Une inculpation tardive et une traque toujours en cours
En juin 2019, le département de la Justice américain a officiellement inculpé Monica Witt pour espionnage en faveur d’une puissance étrangère, un chef d’accusation passible de la prison à perpétuité. Pourtant, malgré les efforts du FBI, son arrestation n’a jamais été effective. Libération rapporte que les enquêteurs ont récemment relevé la récompense initialement fixée à 100 000 dollars, doublant ainsi l’incitation financière pour les informateurs. Cette décision reflète l’importance accordée à sa localisation, alors que les services de renseignement américains craignent que Witt n’ait continué à transmettre des informations sensibles depuis l’étranger.
Les autorités n’ont pas précisé si des progrès significatifs avaient été réalisés ces derniers mois. Cependant, des sources proches du dossier ont indiqué à Libération que plusieurs pistes avaient été explorées, notamment en Europe et au Moyen-Orient, sans succès jusqu’à présent. La complexité de l’affaire tient également à la possibilité que Witt ait bénéficié de protections au sein des services iraniens, compliquant toute tentative d’exfiltration ou d’arrestation.
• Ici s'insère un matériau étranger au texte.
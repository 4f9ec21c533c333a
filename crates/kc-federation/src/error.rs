//! Errors crossing the provider boundary.
//!
//! Providers convert their own failures into a [`FederationError`] before
//! handing them to the host. The categories decide what the host does
//! next: configuration errors are shown to the administrator, connection
//! errors are worth retrying, the rest fail the current request.

use thiserror::Error;

/// Failure reported by a federation provider.
#[derive(Debug, Error)]
pub enum FederationError {
    /// The component model is unusable.
    #[error("invalid provider configuration: {0}")]
    Configuration(String),

    /// The external store could not be reached.
    #[error("cannot reach user store: {0}")]
    Connection(String),

    /// The external store did not answer in time.
    #[error("user store timed out: {0}")]
    Timeout(String),

    /// The external store rejected a lookup or update.
    #[error("user store query failed: {0}")]
    UserLookup(String),

    /// A record could not be turned into a user.
    #[error("cannot map user record: {0}")]
    AttributeMapping(String),

    /// Credential hashing or verification failed.
    #[error("credential error: {0}")]
    Credential(String),

    /// The host's local user store failed.
    #[error("local store error: {0}")]
    Storage(String),

    /// A provider bug.
    #[error("internal provider error: {0}")]
    Internal(String),
}

impl FederationError {
    /// Creates a [`FederationError::Configuration`].
    #[must_use]
    pub fn config(msg: impl Into<String>) -> Self {
        Self::Configuration(msg.into())
    }

    /// Creates a [`FederationError::Connection`].
    #[must_use]
    pub fn connection(msg: impl Into<String>) -> Self {
        Self::Connection(msg.into())
    }

    /// Creates a [`FederationError::Storage`].
    #[must_use]
    pub fn storage(msg: impl Into<String>) -> Self {
        Self::Storage(msg.into())
    }

    /// True for failures a later retry may not hit.
    #[must_use]
    pub const fn is_connection_error(&self) -> bool {
        matches!(self, Self::Connection(_) | Self::Timeout(_))
    }

    /// True if an administrator has to fix the component model.
    #[must_use]
    pub const fn is_configuration_error(&self) -> bool {
        matches!(self, Self::Configuration(_))
    }
}

/// Result alias for provider operations.
pub type FederationResult<T> = Result<T, FederationError>;
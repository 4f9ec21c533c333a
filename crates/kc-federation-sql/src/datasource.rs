//! Connection pools behind a small execution trait.
//!
//! The executor only needs two things from a database: run a statement
//! that returns rows and run one that does not. [`DataSource`] is that
//! seam. [`SqlxDataSource`] implements it over a `sqlx` `Any` pool for the
//! drivers sqlx ships (PostgreSQL, MySQL, SQLite); a host that talks to
//! Oracle or SQL Server plugs in its own implementation.
//!
//! Every value crosses the seam as text. Parameters are bound as strings
//! and result cells are read back as strings, with SQL `NULL` as `None`.

use async_trait::async_trait;
use sqlx::any::{AnyPoolOptions, AnyRow};
use sqlx::{AnyPool, Column, Row};

use crate::config::ConnectionSettings;
use crate::error::{SqlFederationError, SqlResult};

/// Rows returned by a statement, as text.
#[derive(Debug, Clone, Default, PartialEq, Eq)]
pub struct ResultSet {
    /// Column labels in select-list order.
    pub columns: Vec<String>,
    /// One entry per row, aligned with `columns`.
    pub rows: Vec<Vec<Option<String>>>,
}

impl ResultSet {
    /// Creates a result set.
    #[must_use]
    pub const fn new(columns: Vec<String>, rows: Vec<Vec<Option<String>>>) -> Self {
        Self { columns, rows }
    }

    /// Returns the number of rows.
    #[must_use]
    pub fn len(&self) -> usize {
        self.rows.len()
    }

    /// Returns true if no rows were returned.
    #[must_use]
    pub fn is_empty(&self) -> bool {
        self.rows.is_empty()
    }

    /// Returns the index of a column by label.
    #[must_use]
    pub fn column_index(&self, label: &str) -> Option<usize> {
        self.columns.iter().position(|column| column == label)
    }
}

/// A pool of connections to the external database.
#[async_trait]
pub trait DataSource: Send + Sync {
    /// Runs a statement and returns its rows.
    ///
    /// `sql` is sent as-is: paging and placeholder rewriting have already
    /// been applied.
    async fn fetch(&self, sql: &str, params: &[&str]) -> SqlResult<ResultSet>;

    /// Runs a statement that returns no rows and reports the rows affected.
    async fn execute(&self, sql: &str, params: &[&str]) -> SqlResult<u64>;

    /// Closes every connection. Later calls fail with a connection error.
    async fn close(&self);

    /// Returns true once [`DataSource::close`] has been called.
    fn is_closed(&self) -> bool;
}

// ============================================================================
// sqlx
// ============================================================================

/// [`DataSource`] over a `sqlx` `Any` pool.
#[derive(Debug, Clone)]
pub struct SqlxDataSource {
    pool: AnyPool,
}

impl SqlxDataSource {
    /// Builds a pool that connects on first use.
    ///
    /// Nothing is sent to the database here, so a provider can be
    /// configured while its database is down.
    ///
    /// # Errors
    ///
    /// Returns a configuration error if the URL cannot be parsed or names
    /// a driver that is not compiled in.
    pub fn connect_lazy(settings: &ConnectionSettings) -> SqlResult<Self> {
        sqlx::any::install_default_drivers();

        let url = settings.connection_url()?;
        let pool = AnyPoolOptions::new()
            .max_connections(settings.max_connections)
            .min_connections(settings.min_connections)
            .acquire_timeout(settings.connect_timeout)
            .idle_timeout(Some(settings.idle_timeout))
            .max_lifetime(Some(settings.max_lifetime))
            .connect_lazy(&url)
            .map_err(|e| SqlFederationError::config(format!("invalid connection URL: {e}")))?;

        tracing::debug!(
            max_connections = settings.max_connections,
            "Created lazy connection pool"
        );

        Ok(Self { pool })
    }

    /// Wraps an existing pool.
    #[must_use]
    pub const fn from_pool(pool: AnyPool) -> Self {
        Self { pool }
    }

    /// Returns the underlying pool.
    #[must_use]
    pub const fn pool(&self) -> &AnyPool {
        &self.pool
    }
}

#[async_trait]
impl DataSource for SqlxDataSource {
    async fn fetch(&self, sql: &str, params: &[&str]) -> SqlResult<ResultSet> {
        let mut query = sqlx::query(sql);
        for param in params {
            query = query.bind((*param).to_string());
        }
        let rows = query.fetch_all(&self.pool).await?;

        let columns = rows.first().map_or_else(Vec::new, |row| {
            row.columns()
                .iter()
                .map(|column| column.name().to_string())
                .collect()
        });
        let rows = rows
            .iter()
            .map(read_row)
            .collect::<SqlResult<Vec<_>>>()?;

        Ok(ResultSet::new(columns, rows))
    }

    async fn execute(&self, sql: &str, params: &[&str]) -> SqlResult<u64> {
        let mut query = sqlx::query(sql);
        for param in params {
            query = query.bind((*param).to_string());
        }
        let result = query.execute(&self.pool).await?;
        Ok(result.rows_affected())
    }

    async fn close(&self) {
        self.pool.close().await;
    }

    fn is_closed(&self) -> bool {
        self.pool.is_closed()
    }
}

fn read_row(row: &AnyRow) -> SqlResult<Vec<Option<String>>> {
    (0..row.columns().len())
        .map(|index| read_value(row, index))
        .collect()
}

/// Reads one cell as text, whatever its database type.
fn read_value(row: &AnyRow, index: usize) -> SqlResult<Option<String>> {
    if let Ok(value) = row.try_get::<Option<String>, _>(index) {
        return Ok(value);
    }
    if let Ok(value) = row.try_get::<Option<i64>, _>(index) {
        return Ok(value.map(|v| v.to_string()));
    }
    if let Ok(value) = row.try_get::<Option<i32>, _>(index) {
        return Ok(value.map(|v| v.to_string()));
    }
    if let Ok(value) = row.try_get::<Option<f64>, _>(index) {
        return Ok(value.map(|v| v.to_string()));
    }
    if let Ok(value) = row.try_get::<Option<bool>, _>(index) {
        return Ok(value.map(|v| v.to_string()));
    }
    if let Ok(value) = row.try_get::<Option<Vec<u8>>, _>(index) {
        return Ok(value.map(|v| String::from_utf8_lossy(&v).into_owned()));
    }

    let column = row
        .columns()
        .get(index)
        .map_or("?", |column| column.name());
    Err(SqlFederationError::read(format!(
        "column '{column}' has a type that cannot be read as text"
    )))
}
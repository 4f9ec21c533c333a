//! Reconciliation of imported users with the database.
//!
//! A full pass reads every user through the list-all template and copies
//! changed profile columns (email, first name, last name) onto the user the
//! host imported earlier. The whole pass runs in one local transaction;
//! any error rolls it back.

use kc_federation::{
    FederationResult, LocalUserStore, LocalUserTransaction, SyncError, SyncResult, UserCache,
};
use uuid::Uuid;

use crate::executor::UserRow;
use crate::mapper::{columns, SqlUserAttributeMapper};
use crate::repository::UserRepository;

/// Runs one full reconciliation pass for a realm.
///
/// Rows without a matching imported user are recorded as failures and
/// skipped. The host cache is cleared before the transaction commits.
///
/// # Errors
///
/// Returns the first repository or local store error, after rolling the
/// transaction back.
pub async fn synchronize(
    repository: &UserRepository,
    mapper: &SqlUserAttributeMapper,
    store: &dyn LocalUserStore,
    cache: &dyn UserCache,
    realm_id: Uuid,
) -> FederationResult<SyncResult> {
    tracing::info!(realm_id = %realm_id, component = mapper.provider_id(), "Syncing federated users");

    let mut tx = store.begin().await?;
    let scanned = scan(repository, mapper, tx.as_mut(), realm_id, SyncResult::started()).await;

    match scanned {
        Ok(result) => {
            cache.clear();
            tx.commit().await?;
            let result = result.complete();
            tracing::info!(realm_id = %realm_id, status = %result.status, "Sync finished");
            Ok(result)
        }
        Err(e) => {
            tracing::error!(realm_id = %realm_id, error = %e, "Sync failed, rolling back");
            if let Err(rollback) = tx.rollback().await {
                tracing::error!(error = %rollback, "Rollback failed");
            }
            Err(e)
        }
    }
}

async fn scan(
    repository: &UserRepository,
    mapper: &SqlUserAttributeMapper,
    tx: &mut dyn LocalUserTransaction,
    realm_id: Uuid,
    mut result: SyncResult,
) -> FederationResult<SyncResult> {
    let rows = repository.list_all(None).await?;
    tracing::info!(count = rows.len(), "Users to sync");

    for row in &rows {
        let external_id = row.get(columns::ID).map_or("", String::as_str);
        let Some(username) = row.get(columns::USERNAME) else {
            result.record_failure(SyncError::new(external_id, "row has no username"));
            continue;
        };

        let Some(mut user) = tx.get_user_by_username(realm_id, username).await? else {
            result.record_failure(
                SyncError::new(external_id, "no imported user").with_username(username.as_str()),
            );
            continue;
        };

        if apply(mapper, &mut user, row) {
            tx.update_user(&user).await?;
            result.record_updated();
        }
    }

    Ok(result)
}

fn apply(mapper: &SqlUserAttributeMapper, user: &mut kc_model::User, row: &UserRow) -> bool {
    let before = (user.email.clone(), user.first_name.clone(), user.last_name.clone());
    let changed = mapper.update_user(user, row);
    if changed {
        tracing::debug!(
            username = %user.username,
            email_changed = before.0 != user.email,
            first_name_changed = before.1 != user.first_name,
            last_name_changed = before.2 != user.last_name,
            "Updated imported user"
        );
    }
    changed
}
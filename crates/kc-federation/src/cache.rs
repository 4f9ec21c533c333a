//! Host-side user cache.
//!
//! The host caches users it loaded from providers. Providers never fill
//! the cache themselves; they only read the cache timestamp of a user they
//! are handed and ask the host to drop stale entries.

use std::collections::HashMap;

use chrono::{DateTime, Duration, Utc};
use kc_model::User;
use parking_lot::RwLock;
use uuid::Uuid;

/// A user as held by the host cache.
#[derive(Debug, Clone)]
pub struct CachedUser {
    /// The cached user.
    pub user: User,
    /// When the user was loaded into the cache.
    pub cached_at: DateTime<Utc>,
}

impl CachedUser {
    /// Wraps a user cached now.
    #[must_use]
    pub fn new(user: User) -> Self {
        Self::at(user, Utc::now())
    }

    /// Wraps a user cached at the given time.
    #[must_use]
    pub const fn at(user: User, cached_at: DateTime<Utc>) -> Self {
        Self { user, cached_at }
    }

    /// Returns true if the entry is older than `max_age` at `now`.
    #[must_use]
    pub fn is_older_than(&self, max_age: Duration, now: DateTime<Utc>) -> bool {
        now.signed_duration_since(self.cached_at) > max_age
    }
}

/// A user handed to a provider, either freshly loaded or from the cache.
#[derive(Debug, Clone, Copy)]
pub enum UserHandle<'a> {
    /// User loaded directly from its store.
    Live(&'a User),
    /// User served from the host cache.
    Cached(&'a CachedUser),
}

impl UserHandle<'_> {
    /// Returns the underlying user.
    #[must_use]
    pub const fn user(&self) -> &User {
        match self {
            Self::Live(user) => user,
            Self::Cached(cached) => &cached.user,
        }
    }

    /// Returns the cache entry when the user came from the cache.
    #[must_use]
    pub const fn cached(&self) -> Option<&CachedUser> {
        match self {
            Self::Live(_) => None,
            Self::Cached(cached) => Some(cached),
        }
    }
}

/// The host's user cache.
pub trait UserCache: Send + Sync {
    /// Returns the cached entry for a user.
    fn get(&self, realm_id: Uuid, user_id: &str) -> Option<CachedUser>;

    /// Caches a user.
    fn put(&self, entry: CachedUser);

    /// Drops a single user from the cache.
    fn invalidate(&self, realm_id: Uuid, user_id: &str);

    /// Drops every cached user.
    fn clear(&self);
}

/// In-process user cache keyed by realm and user id.
#[derive(Debug, Default)]
pub struct InMemoryUserCache {
    entries: RwLock<HashMap<(Uuid, String), CachedUser>>,
}

impl InMemoryUserCache {
    /// Creates an empty cache.
    #[must_use]
    pub fn new() -> Self {
        Self::default()
    }

    /// Returns the number of cached users.
    #[must_use]
    pub fn len(&self) -> usize {
        self.entries.read().len()
    }

    /// Returns true if nothing is cached.
    #[must_use]
    pub fn is_empty(&self) -> bool {
        self.entries.read().is_empty()
    }
}

impl UserCache for InMemoryUserCache {
    fn get(&self, realm_id: Uuid, user_id: &str) -> Option<CachedUser> {
        self.entries
            .read()
            .get(&(realm_id, user_id.to_string()))
            .cloned()
    }

    fn put(&self, entry: CachedUser) {
        let key = (entry.user.realm_id, entry.user.id.clone());
        self.entries.write().insert(key, entry);
    }

    fn invalidate(&self, realm_id: Uuid, user_id: &str) {
        if self
            .entries
            .write()
            .remove(&(realm_id, user_id.to_string()))
            .is_some()
        {
            tracing::debug!(realm_id = %realm_id, user_id = %user_id, "Invalidated cached user");
        }
    }

    fn clear(&self) {
        let mut entries = self.entries.write();
        tracing::debug!(count = entries.len(), "Clearing user cache");
        entries.clear();
    }
}
//! # kc-core
//!
//! Core types shared across the identity server and its providers.
//!
//! ## NIST 800-53 Rev5 Controls
//!
//! - AU-2: Event logging framework

#![forbid(unsafe_code)]
#![deny(missing_docs)]

pub mod event;

pub use event::{Event, EventBuilder, EventListener, EventOutcome, EventType};
//! # kc-model
//!
//! Domain models shared between the identity server and its user
//! federation providers (User, Realm, credentials).

#![forbid(unsafe_code)]
#![deny(missing_docs)]

pub mod credential;
pub mod realm;
pub mod user;

pub use credential::{CredentialInput, CredentialType};
pub use realm::Realm;
pub use user::User;
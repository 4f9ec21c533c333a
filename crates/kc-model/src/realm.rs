//! Realms. Federation providers read only the login settings.

use serde::{Deserialize, Serialize};
use uuid::Uuid;

/// A realm.
#[derive(Debug, Clone, Serialize, Deserialize)]
pub struct Realm {
    /// Realm id.
    pub id: Uuid,
    /// Unique realm name.
    pub name: String,
    /// Whether an email address is accepted where a username is expected.
    pub login_with_email_allowed: bool,
}

impl Realm {
    /// Creates a realm that accepts email logins.
    #[must_use]
    pub fn new(name: impl Into<String>) -> Self {
        Self {
            id: Uuid::now_v7(),
            name: name.into(),
            login_with_email_allowed: true,
        }
    }

    /// Turns email logins on or off.
    #[must_use]
    pub const fn with_login_with_email_allowed(mut self, allowed: bool) -> Self {
        self.login_with_email_allowed = allowed;
        self
    }
}
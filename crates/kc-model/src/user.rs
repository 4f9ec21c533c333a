//! Users as the host sees them.
//!
//! A local user has a UUID id. A federated user's id is a storage id
//! (`f:<component>:<external id>`) and `federation_link` names the
//! component that owns it.

use std::collections::HashMap;

use serde::{Deserialize, Serialize};
use uuid::Uuid;

/// A user in a realm.
#[derive(Debug, Clone, PartialEq, Eq, Serialize, Deserialize)]
pub struct User {
    /// Host id; a storage id for federated users.
    pub id: String,
    /// Owning realm.
    pub realm_id: Uuid,
    /// Unique within the realm.
    pub username: String,
    /// Email address.
    pub email: Option<String>,
    /// Given name.
    pub first_name: Option<String>,
    /// Family name.
    pub last_name: Option<String>,
    /// Id of the federation component backing this user.
    pub federation_link: Option<String>,
    /// Multi-valued attributes beyond the fixed profile fields.
    pub attributes: HashMap<String, Vec<String>>,
}

impl User {
    /// Creates a local user with a fresh id and an empty profile.
    #[must_use]
    pub fn new(realm_id: Uuid, username: impl Into<String>) -> Self {
        Self {
            id: Uuid::now_v7().to_string(),
            realm_id,
            username: username.into(),
            email: None,
            first_name: None,
            last_name: None,
            federation_link: None,
            attributes: HashMap::new(),
        }
    }

    /// Replaces the id.
    #[must_use]
    pub fn with_id(mut self, id: impl Into<String>) -> Self {
        self.id = id.into();
        self
    }

    /// Sets the email address.
    #[must_use]
    pub fn with_email(mut self, email: impl Into<String>) -> Self {
        self.email = Some(email.into());
        self
    }

    /// Sets the given name.
    #[must_use]
    pub fn with_first_name(mut self, name: impl Into<String>) -> Self {
        self.first_name = Some(name.into());
        self
    }

    /// Sets the family name.
    #[must_use]
    pub fn with_last_name(mut self, name: impl Into<String>) -> Self {
        self.last_name = Some(name.into());
        self
    }

    /// Links the user to a federation component.
    #[must_use]
    pub fn with_federation_link(mut self, link: impl Into<String>) -> Self {
        self.federation_link = Some(link.into());
        self
    }

    /// Compares the fixed profile fields; ids and attributes are ignored.
    #[must_use]
    pub fn same_profile(&self, other: &Self) -> bool {
        self.username == other.username
            && self.email == other.email
            && self.first_name == other.first_name
            && self.last_name == other.last_name
    }

    /// All values of an attribute.
    #[must_use]
    pub fn get_attribute(&self, name: &str) -> Option<&[String]> {
        self.attributes.get(name).map(Vec::as_slice)
    }

    /// First value of an attribute.
    #[must_use]
    pub fn get_first_attribute(&self, name: &str) -> Option<&str> {
        self.get_attribute(name)
            .and_then(<[String]>::first)
            .map(String::as_str)
    }

    /// Replaces every value of `name`.
    pub fn set_attribute(&mut self, name: impl Into<String>, values: Vec<String>) {
        self.attributes.insert(name.into(), values);
    }
}
//! Import synchronization.
//!
//! Providers that let the host import their users reconcile those copies
//! against the external store on demand. The host exposes its copies
//! through [`LocalUserStore`], a transactional view keyed by realm and
//! username.

use std::collections::HashMap;
use std::sync::Arc;

use async_trait::async_trait;
use chrono::{DateTime, Utc};
use kc_model::User;
use parking_lot::RwLock;
use serde::{Deserialize, Serialize};
use uuid::Uuid;

use crate::config::FederationConfig;
use crate::error::FederationResult;

// ============================================================================
// Results
// ============================================================================

/// Outcome of one reconciliation pass.
#[derive(Debug, Clone, Serialize, Deserialize)]
pub struct SyncResult {
    /// Imported users whose profile changed.
    pub updated: usize,
    /// External rows that could not be reconciled.
    pub failed: usize,
    /// When the pass began.
    pub started_at: DateTime<Utc>,
    /// When the pass ended; unset while running.
    pub finished_at: Option<DateTime<Utc>>,
    /// Human-readable summary, filled in by [`SyncResult::complete`].
    pub status: String,
    /// One entry per failed row.
    pub errors: Vec<SyncError>,
}

impl SyncResult {
    /// Starts a pass now.
    #[must_use]
    pub fn started() -> Self {
        Self {
            updated: 0,
            failed: 0,
            started_at: Utc::now(),
            finished_at: None,
            status: String::new(),
            errors: Vec::new(),
        }
    }

    /// Stamps the end time and summary.
    #[must_use]
    pub fn complete(mut self) -> Self {
        self.finished_at = Some(Utc::now());
        self.status = format!("{} updated, {} failed", self.updated, self.failed);
        self
    }

    /// Counts one changed user.
    pub fn record_updated(&mut self) {
        self.updated += 1;
    }

    /// Counts one failed row and keeps its reason.
    pub fn record_failure(&mut self, error: SyncError) {
        self.failed += 1;
        self.errors.push(error);
    }
}

/// Why a single external row was skipped.
#[derive(Debug, Clone, PartialEq, Eq, Serialize, Deserialize)]
pub struct SyncError {
    /// Id of the row in the external store.
    pub external_id: String,
    /// Username, when the row had one.
    pub username: Option<String>,
    /// Reason.
    pub message: String,
}

impl SyncError {
    /// Creates a failure for an external row.
    #[must_use]
    pub fn new(external_id: impl Into<String>, message: impl Into<String>) -> Self {
        Self {
            external_id: external_id.into(),
            username: None,
            message: message.into(),
        }
    }

    /// Attaches the row's username.
    #[must_use]
    pub fn with_username(mut self, username: impl Into<String>) -> Self {
        self.username = Some(username.into());
        self
    }
}

// ============================================================================
// Provider Side
// ============================================================================

/// Implemented by factories whose users the host imports.
#[allow(async_fn_in_trait)]
pub trait ImportSynchronization: Send + Sync {
    /// Reconciles every imported user of one component.
    async fn sync(&self, realm_id: Uuid, model: &FederationConfig) -> FederationResult<SyncResult>;

    /// Reconciles users changed since `last_sync`. Providers that cannot
    /// tell what changed may run a full pass.
    async fn sync_since(
        &self,
        last_sync: DateTime<Utc>,
        realm_id: Uuid,
        model: &FederationConfig,
    ) -> FederationResult<SyncResult>;
}

// ============================================================================
// Host Side
// ============================================================================

/// The host's imported users.
#[async_trait]
pub trait LocalUserStore: Send + Sync {
    /// Opens a transaction.
    async fn begin(&self) -> FederationResult<Box<dyn LocalUserTransaction>>;
}

/// A unit of work against the local user store.
///
/// Dropping a transaction without committing discards its changes.
#[async_trait]
pub trait LocalUserTransaction: Send {
    /// Reads an imported user, seeing this transaction's own writes.
    async fn get_user_by_username(
        &mut self,
        realm_id: Uuid,
        username: &str,
    ) -> FederationResult<Option<User>>;

    /// Stages a changed user.
    async fn update_user(&mut self, user: &User) -> FederationResult<()>;

    /// Publishes every staged change.
    async fn commit(self: Box<Self>) -> FederationResult<()>;

    /// Drops every staged change.
    async fn rollback(self: Box<Self>) -> FederationResult<()>;
}

type Users = Arc<RwLock<HashMap<(Uuid, String), User>>>;

/// Local user store held in process memory.
#[derive(Debug, Clone, Default)]
pub struct InMemoryUserStore {
    users: Users,
}

impl InMemoryUserStore {
    /// Creates an empty store.
    #[must_use]
    pub fn new() -> Self {
        Self::default()
    }

    /// Stores a user directly, outside any transaction.
    pub fn insert(&self, user: User) {
        self.users
            .write()
            .insert((user.realm_id, user.username.clone()), user);
    }

    /// Committed state of a user.
    #[must_use]
    pub fn get(&self, realm_id: Uuid, username: &str) -> Option<User> {
        self.users
            .read()
            .get(&(realm_id, username.to_string()))
            .cloned()
    }
}

#[async_trait]
impl LocalUserStore for InMemoryUserStore {
    async fn begin(&self) -> FederationResult<Box<dyn LocalUserTransaction>> {
        Ok(Box::new(Staged {
            users: Arc::clone(&self.users),
            writes: HashMap::new(),
        }))
    }
}

struct Staged {
    users: Users,
    writes: HashMap<(Uuid, String), User>,
}

#[async_trait]
impl LocalUserTransaction for Staged {
    async fn get_user_by_username(
        &mut self,
        realm_id: Uuid,
        username: &str,
    ) -> FederationResult<Option<User>> {
        let key = (realm_id, username.to_string());
        let staged = self.writes.get(&key).cloned();
        Ok(staged.or_else(|| self.users.read().get(&key).cloned()))
    }

    async fn update_user(&mut self, user: &User) -> FederationResult<()> {
        self.writes
            .insert((user.realm_id, user.username.clone()), user.clone());
        Ok(())
    }

    async fn commit(self: Box<Self>) -> FederationResult<()> {
        let Self { users, writes } = *self;
        users.write().extend(writes);
        Ok(())
    }

    async fn rollback(self: Box<Self>) -> FederationResult<()> {
        tracing::debug!(discarded = self.writes.len(), "Discarded staged user changes");
        Ok(())
    }
}
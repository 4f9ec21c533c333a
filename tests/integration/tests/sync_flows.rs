//! Reconciliation of imported users through the factory.

use std::sync::Arc;

use kc_federation::{
    CachedUser, ImportSynchronization, InMemoryUserCache, InMemoryUserStore, UserCache,
};
use kc_federation_sql::{DataSource, ProviderConfig, Rdbms, SqlUserStorageProviderFactory};
use kc_model::User;
use uuid::Uuid;

use crate::common::{self, username};

struct Setup {
    factory: SqlUserStorageProviderFactory,
    source: Arc<kc_federation_sql::SqlxDataSource>,
    store: InMemoryUserStore,
    cache: Arc<InMemoryUserCache>,
}

async fn setup() -> anyhow::Result<Setup> {
    let source = common::seeded_source().await?;
    let store = InMemoryUserStore::new();
    let cache = Arc::new(InMemoryUserCache::new());
    let factory = SqlUserStorageProviderFactory::new(cache.clone(), Arc::new(store.clone()))
        .with_connector({
            let source = source.clone();
            move |_: &ProviderConfig| {
                let source: Arc<dyn DataSource> = source.clone();
                Ok(source)
            }
        });
    Ok(Setup {
        factory,
        source,
        store,
        cache,
    })
}

#[tokio::test]
async fn changed_email_is_copied_to_the_imported_user() -> anyhow::Result<()> {
    let Setup {
        factory,
        source,
        store,
        cache,
    } = setup().await?;
    let realm_id = Uuid::now_v7();
    let model = common::component(realm_id, "sqlite::memory:", Rdbms::Mysql)?;

    source
        .execute(
            "INSERT INTO users (id, username, email, firstName) VALUES (?, ?, ?, NULL)",
            &["1000", "jdoe", "new@x.com"],
        )
        .await?;
    store.insert(User::new(realm_id, "jdoe").with_email("old@x.com").with_first_name("John"));
    cache.put(CachedUser::new(User::new(realm_id, "jdoe")));

    let result = factory.sync(realm_id, &model).await?;

    let jdoe = store.get(realm_id, "jdoe").expect("imported user");
    assert_eq!(jdoe.email.as_deref(), Some("new@x.com"));
    assert_eq!(jdoe.first_name.as_deref(), Some("John"));
    assert_eq!(result.updated, 1);
    assert!(cache.is_empty());
    Ok(())
}

#[tokio::test]
async fn unchanged_users_are_not_counted() -> anyhow::Result<()> {
    let Setup { factory, store, .. } = setup().await?;
    let realm_id = Uuid::now_v7();
    let model = common::component(realm_id, "sqlite::memory:", Rdbms::Postgresql)?;

    for n in 1..=3 {
        let name = username(n);
        store.insert(
            User::new(realm_id, name.as_str())
                .with_email(format!("{name}@example.com"))
                .with_first_name(format!("First{n}")),
        );
    }
    store.insert(User::new(realm_id, username(4)).with_email("stale@example.com"));

    let result = factory.sync(realm_id, &model).await?;

    assert_eq!(result.updated, 1);
    assert_eq!(
        store.get(realm_id, &username(4)).and_then(|u| u.first_name).as_deref(),
        Some("First4")
    );
    // rows 5..=100 have no imported user
    assert_eq!(result.failed, 96);
    Ok(())
}

#[tokio::test]
async fn sync_since_runs_a_full_sync() -> anyhow::Result<()> {
    let Setup { factory, store, .. } = setup().await?;
    let realm_id = Uuid::now_v7();
    let model = common::component(realm_id, "sqlite::memory:", Rdbms::Postgresql)?;
    store.insert(User::new(realm_id, username(9)));

    let result = factory
        .sync_since(chrono::Utc::now(), realm_id, &model)
        .await?;

    assert_eq!(result.updated, 1);
    let user = store.get(realm_id, &username(9)).expect("imported user");
    assert_eq!(user.email, Some(format!("{}@example.com", username(9))));
    Ok(())
}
Un dossier emblématique des tensions Washington-Téhéran
L’affaire Monica Witt s’inscrit dans un contexte de rivalité accrue entre les États-Unis et l’Iran, marqué par des accusations mutuelles d’espionnage et de cyberattaques. Depuis le retrait américain de l’accord nucléaire en 2018, les tensions se sont encore exacerbées, avec des opérations d’influence et de collecte de renseignements menées de part et d’autre. Witt incarne ainsi l’une des figures les plus symboliques de cette guerre secrète, où les transfuges et les espions jouent un rôle clé dans l’affrontement entre les deux pays.
Les documents judiciaires rendus publics en 2019 révèlent que Witt aurait été approchée par des agents iraniens dès 2012, alors qu’elle travaillait encore pour l’armée américaine. Son profil, formé à l’analyse des menaces et aux techniques de contre-espionnage, en a fait une cible de choix pour Téhéran, qui cherchait à infiltrer les réseaux américains au Moyen-Orient. Les autorités américaines estiment que ses révélations ont pu contribuer à des opérations de contre-influence, voire à des cyberattaques dirigées contre des intérêts occidentaux.
Reste à savoir si la prime de 200 000 dollars suffira à faire parler d’anciens complices ou de contacts de Witt. Les prochaines semaines pourraient être décisives, alors que le FBI maintient la pression sur les réseaux de soutien à l’espionne américaine.
D’après les informations rapportées par Libération, cette augmentation de la prime reflète l’importance accordée par les autorités américaines à la localisation de Monica Witt. Plus de dix ans après sa disparition et après son inculpation en 2019, les enquêteurs estiment que de nouvelles informations pourraient émerger, notamment grâce à des réseaux de soutien ou d’anciens complices. La prime initiale de 100 000 dollars n’avait pas permis de résultats concrets, justifiant ainsi cette relance financière.